Insurance coverage is the amount of risk or liability that is covered for an individual or entity by way of insurance services.
Many in the state worry that additional insurers could pull out later this year and into 2024, potentially leading to a collapse of the home insurance market in the state, leaving many homeowners uninsured or faced with a very limited number of options.
In late August, California State Republican Senators delivered a letter to California Insurance Commissioner Ricardo Lara, urging him to take more direct action in fixing the state’s faltering homeowners insurance market. It’s been crickets since.
“The insurance industry is broken and only you have the power to fix it – and the responsibility,” Senate Republicans said in the letter. “Proposition 103 gave California the unique situation of having an elected Insurance Commissioner responsible for regulating the insurance industry. Our caucus has pushed for legislative fixes for years now – even decades – to try to prevent the homeowners’ insurance market from collapsing. Unfortunately, our efforts fell on deaf ears and major insurers have now left the market, and we fear more will be following suit.”
Now with major insurers blaming something as ambivalent as “climate change,” Democrats are faced with managing this disaster – will they admit that climate change-created disasters is a myth and natural disasters occur naturally, or will they double down on their nonsense? Will Insurance Commissioner Lara pull his head out of the sand and do his job?
Lara, whose entire career has been in politics with no private sector experience, appears like a deer caught in the headlights, and may be wishing his political career didn’t lead him to the Insurance Commissioner’s office. If the state, which is running a huge budget deficit, gets involved even more in the insurance businesses, could the state go bankrupt?

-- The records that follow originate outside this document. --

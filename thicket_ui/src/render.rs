// Copyright 2025 the Thicket Authors
// SPDX-License-Identifier: Apache-2.0 OR MIT

//! Interfaces to the rendering backend and the skin descriptor.
//!
//! The core never produces pixels. During [`UiContext::draw`](crate::UiContext::draw)
//! it hands the backend one [`DrawItem`] per visible control, bottom to top,
//! carrying the absolute rectangle, the clip, the resolved state and an opaque
//! skin layer reference.

use kurbo::Rect;
use thicket_anchor::{Margins, Size};
use thicket_control_tree::{ControlId, ControlState};

use crate::menu::{MenuId, MenuItem};

/// Opaque reference to a drawable layer owned by the skin.
#[derive(Copy, Clone, Debug, PartialEq, Eq, Hash)]
pub struct SkinLayer(pub u32);

/// Skin data for one control kind.
#[derive(Copy, Clone, Debug, PartialEq, Eq)]
pub struct SkinControl {
    /// Layer drawn for controls of this kind.
    pub layer: SkinLayer,
    /// Inset of the client area of containers of this kind.
    pub client_margins: Margins,
    /// Minimum size of controls of this kind.
    pub min_size: Size,
}

/// Maps control kind names to skin data.
pub trait Skin {
    /// Skin data for `kind`, if the skin defines it.
    fn control(&self, kind: &str) -> Option<SkinControl>;
}

/// A skin that defines nothing.
#[derive(Copy, Clone, Debug, Default)]
pub struct NoSkin;

impl Skin for NoSkin {
    fn control(&self, _kind: &str) -> Option<SkinControl> {
        None
    }
}

/// One control to draw.
#[derive(Copy, Clone, Debug)]
pub struct DrawItem<'a> {
    /// The control.
    pub control: ControlId,
    /// Widget kind, `"Control"` for controls without a widget.
    pub kind: &'a str,
    /// Informational name.
    pub name: &'a str,
    /// Absolute rectangle.
    pub rect: Rect,
    /// Absolute clip: the rectangle intersected with every ancestor's.
    pub clip: Rect,
    /// Resolved visual state.
    pub state: ControlState,
    /// Checked flag, for checkable kinds.
    pub checked: bool,
    /// Skin layer for the kind, if the skin has one.
    pub layer: Option<SkinLayer>,
    /// The control was invalidated since the previous draw.
    pub damaged: bool,
}

/// One item of an open menu instance.
#[derive(Copy, Clone, Debug)]
pub struct MenuItemDraw<'a> {
    /// The menu.
    pub menu: MenuId,
    /// The menu instance control drawing the item.
    pub control: ControlId,
    /// Index of the item within its level.
    pub index: usize,
    /// The item.
    pub item: &'a MenuItem,
    /// Absolute rectangle of the item.
    pub rect: Rect,
    /// Absolute clip of the instance.
    pub clip: Rect,
    /// The item is the instance's selection.
    pub selected: bool,
}

/// The rendering backend.
pub trait Renderer {
    /// Draw a control.
    fn draw_control(&mut self, item: &DrawItem<'_>);

    /// Draw a menu item on top of its instance control.
    fn draw_menu_item(&mut self, item: &MenuItemDraw<'_>) {
        let _ = item;
    }
}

Remember, Lara was in the hot seat in 2019 following massive statewide fires, when he was caught accepting tens of thousands of dollars in political contributions from people with ties to companies he regulates,” California Globe reported. Following “revelations that Lara took oodles of money from the industry prior to making decisions in their favor, Lara was under fire for his secretive speech to a convention of industry executives where he expressed support for revamping consumer protection laws in their favor.” Is it a stretch to hope Lara can effectively address this insurance crisis?

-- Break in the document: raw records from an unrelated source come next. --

// Copyright 2025 the Thicket Authors
// SPDX-License-Identifier: Apache-2.0 OR MIT

//! Standard widget kinds.

use thicket_control_tree::{ControlFlags, InputButton};

use crate::dispatch::Outcome;
use crate::event::{DialogResult, Key, KeyEvent};
use crate::widget::{Capabilities, Disposal, Request, Widget, WidgetCx};

fn is_primary(button: InputButton) -> bool {
    button == InputButton::Left || button.is_activation()
}

/// A push button.
///
/// With a result set, clicking it closes the modal container holding it.
#[derive(Clone, Debug, Default)]
pub struct Button {
    /// Result to close the enclosing modal with.
    pub result: Option<DialogResult>,
}

impl Button {
    /// A plain button.
    pub fn new() -> Self {
        Self::default()
    }

    /// A dialog button closing its modal with `result`.
    pub fn with_result(result: DialogResult) -> Self {
        Self {
            result: Some(result),
        }
    }
}

impl Widget for Button {
    fn kind(&self) -> &'static str {
        "Button"
    }

    fn capabilities(&self) -> Capabilities {
        Capabilities::CAN_FOCUS | Capabilities::PRESSABLE
    }

    fn on_click(&mut self, cx: &mut WidgetCx<'_>, button: InputButton) {
        if let Some(result) = self.result
            && is_primary(button)
        {
            let id = cx.id();
            cx.request(Request::CloseEnclosingModal(id, result));
        }
    }
}

/// A two-state check box.
#[derive(Clone, Debug, Default)]
pub struct CheckBox;

impl Widget for CheckBox {
    fn kind(&self) -> &'static str {
        "CheckBox"
    }

    fn capabilities(&self) -> Capabilities {
        Capabilities::CAN_FOCUS | Capabilities::PRESSABLE | Capabilities::CHECKABLE
    }

    fn on_click(&mut self, cx: &mut WidgetCx<'_>, button: InputButton) {
        if is_primary(button) {
            let checked = cx.flags().contains(ControlFlags::CHECKED);
            let id = cx.id();
            cx.request(Request::SetChecked(id, !checked));
        }
    }
}

/// A radio button; checking one unchecks its radio siblings.
#[derive(Clone, Debug, Default)]
pub struct RadioButton;

impl Widget for RadioButton {
    fn kind(&self) -> &'static str {
        "RadioButton"
    }

    fn capabilities(&self) -> Capabilities {
        Capabilities::CAN_FOCUS
            | Capabilities::PRESSABLE
            | Capabilities::CHECKABLE
            | Capabilities::RADIO
    }

    fn on_click(&mut self, cx: &mut WidgetCx<'_>, button: InputButton) {
        if is_primary(button) {
            let id = cx.id();
            cx.request(Request::CheckExclusive(id));
        }
    }
}

/// A plain container.
#[derive(Clone, Debug, Default)]
pub struct Panel;

impl Widget for Panel {
    fn kind(&self) -> &'static str {
        "Panel"
    }

    fn capabilities(&self) -> Capabilities {
        Capabilities::CONTAINER
    }
}

/// A top-level container usable as a modal dialog.
///
/// While modal, Escape closes it with [`DialogResult::Cancel`] and Enter with
/// [`Window::default_result`], unless the focused control handled the key.
#[derive(Clone, Debug)]
pub struct Window {
    /// Result used by the Enter accelerator.
    pub default_result: DialogResult,
    /// Remove the window once it has closed.
    pub dispose_on_close: bool,
}

impl Default for Window {
    fn default() -> Self {
        Self {
            default_result: DialogResult::Ok,
            dispose_on_close: false,
        }
    }
}

impl Widget for Window {
    fn kind(&self) -> &'static str {
        "Window"
    }

    fn capabilities(&self) -> Capabilities {
        Capabilities::CONTAINER
    }

    fn on_key(&mut self, cx: &mut WidgetCx<'_>, event: &KeyEvent) -> Outcome {
        if !event.pressed || !cx.is_modal() {
            return Outcome::Continue;
        }
        let result = match event.key {
            Key::Escape => DialogResult::Cancel,
            Key::Enter => self.default_result,
            _ => return Outcome::Continue,
        };
        let id = cx.id();
        cx.request(Request::CloseModal(id, result));
        Outcome::Stop
    }

    fn closed(&mut self, _cx: &mut WidgetCx<'_>, _result: DialogResult) -> Disposal {
        if self.dispose_on_close {
            Disposal::Dispose
        } else {
            Disposal::Keep
        }
    }
}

The purpose of homeowners insurance is to provide financial protection against catastrophic loss. With insurance companies announcing they will exclude natural disaster protections because of “climate change,” the insurance becomes worthless or insignificant at best. Will policy holders be faced next with health insurance that excludes the cost of expensive surgeries and cancer treatments, and auto insurance which excludes collision coverage?
I don’t think insurers can blame cancer, surgeries and collisions on climate change – thus the fallacy of this argument.